TASK GOAL: The records sit below. Return every line in them that holds the word "projections".

[Entries taken from a collection]
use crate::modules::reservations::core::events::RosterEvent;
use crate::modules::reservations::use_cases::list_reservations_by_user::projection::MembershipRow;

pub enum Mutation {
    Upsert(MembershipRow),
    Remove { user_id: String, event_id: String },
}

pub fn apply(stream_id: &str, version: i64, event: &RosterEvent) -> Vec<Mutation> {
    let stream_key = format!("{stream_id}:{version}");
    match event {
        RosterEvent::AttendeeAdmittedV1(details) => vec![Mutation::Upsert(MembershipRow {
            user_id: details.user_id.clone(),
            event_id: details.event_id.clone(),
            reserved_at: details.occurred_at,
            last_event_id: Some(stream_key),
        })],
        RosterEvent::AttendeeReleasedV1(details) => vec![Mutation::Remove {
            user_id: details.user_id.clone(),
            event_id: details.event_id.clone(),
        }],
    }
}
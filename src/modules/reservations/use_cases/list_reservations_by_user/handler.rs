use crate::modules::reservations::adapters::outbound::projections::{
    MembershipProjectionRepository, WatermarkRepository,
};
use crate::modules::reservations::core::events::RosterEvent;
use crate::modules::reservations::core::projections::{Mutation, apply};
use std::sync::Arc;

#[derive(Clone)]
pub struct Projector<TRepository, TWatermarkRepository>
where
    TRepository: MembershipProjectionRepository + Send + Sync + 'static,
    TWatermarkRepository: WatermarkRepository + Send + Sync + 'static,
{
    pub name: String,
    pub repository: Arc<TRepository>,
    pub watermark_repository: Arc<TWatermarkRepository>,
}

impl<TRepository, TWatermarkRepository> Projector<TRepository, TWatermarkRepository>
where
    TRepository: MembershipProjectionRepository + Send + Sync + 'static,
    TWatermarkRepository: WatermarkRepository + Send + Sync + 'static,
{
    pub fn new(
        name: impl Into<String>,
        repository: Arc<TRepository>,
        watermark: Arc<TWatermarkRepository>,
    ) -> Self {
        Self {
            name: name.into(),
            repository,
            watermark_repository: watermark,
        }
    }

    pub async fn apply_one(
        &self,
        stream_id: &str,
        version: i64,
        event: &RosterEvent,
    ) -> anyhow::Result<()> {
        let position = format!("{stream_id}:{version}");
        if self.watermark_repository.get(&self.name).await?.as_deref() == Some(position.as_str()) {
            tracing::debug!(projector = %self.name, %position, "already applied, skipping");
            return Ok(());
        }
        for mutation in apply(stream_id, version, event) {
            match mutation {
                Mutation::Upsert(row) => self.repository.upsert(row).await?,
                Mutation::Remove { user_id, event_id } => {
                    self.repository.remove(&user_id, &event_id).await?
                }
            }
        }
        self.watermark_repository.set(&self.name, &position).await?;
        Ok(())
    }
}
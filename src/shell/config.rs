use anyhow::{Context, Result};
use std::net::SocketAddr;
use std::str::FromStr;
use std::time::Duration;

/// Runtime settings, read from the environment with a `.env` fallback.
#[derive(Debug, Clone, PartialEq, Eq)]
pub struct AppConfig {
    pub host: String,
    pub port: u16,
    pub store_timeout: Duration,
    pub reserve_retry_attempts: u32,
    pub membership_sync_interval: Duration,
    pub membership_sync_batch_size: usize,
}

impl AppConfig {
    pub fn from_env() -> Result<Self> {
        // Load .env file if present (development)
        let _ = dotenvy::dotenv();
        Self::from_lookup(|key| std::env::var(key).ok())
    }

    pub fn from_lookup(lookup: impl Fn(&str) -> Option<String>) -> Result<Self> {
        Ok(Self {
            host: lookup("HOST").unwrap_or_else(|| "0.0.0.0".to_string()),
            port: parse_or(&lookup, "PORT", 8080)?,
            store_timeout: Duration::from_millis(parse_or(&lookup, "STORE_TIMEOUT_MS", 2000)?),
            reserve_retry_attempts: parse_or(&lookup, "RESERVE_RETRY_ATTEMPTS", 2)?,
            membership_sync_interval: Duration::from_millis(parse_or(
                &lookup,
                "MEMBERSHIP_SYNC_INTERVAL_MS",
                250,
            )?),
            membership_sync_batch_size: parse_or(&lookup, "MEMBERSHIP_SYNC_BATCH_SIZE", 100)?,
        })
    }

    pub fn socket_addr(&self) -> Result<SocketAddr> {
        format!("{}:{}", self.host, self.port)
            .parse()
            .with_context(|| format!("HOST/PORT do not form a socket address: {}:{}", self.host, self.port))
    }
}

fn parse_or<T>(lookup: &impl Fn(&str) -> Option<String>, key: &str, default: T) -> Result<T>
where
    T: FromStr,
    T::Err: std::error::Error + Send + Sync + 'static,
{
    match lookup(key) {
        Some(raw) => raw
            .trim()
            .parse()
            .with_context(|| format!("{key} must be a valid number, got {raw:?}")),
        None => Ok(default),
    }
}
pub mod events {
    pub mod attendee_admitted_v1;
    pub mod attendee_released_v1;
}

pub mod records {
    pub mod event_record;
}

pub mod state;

SOLUTION TO THIS EXERCISE:
use crate::modules::reservations::adapters::outbound::projections::{
use crate::modules::reservations::core::projections::{Mutation, apply};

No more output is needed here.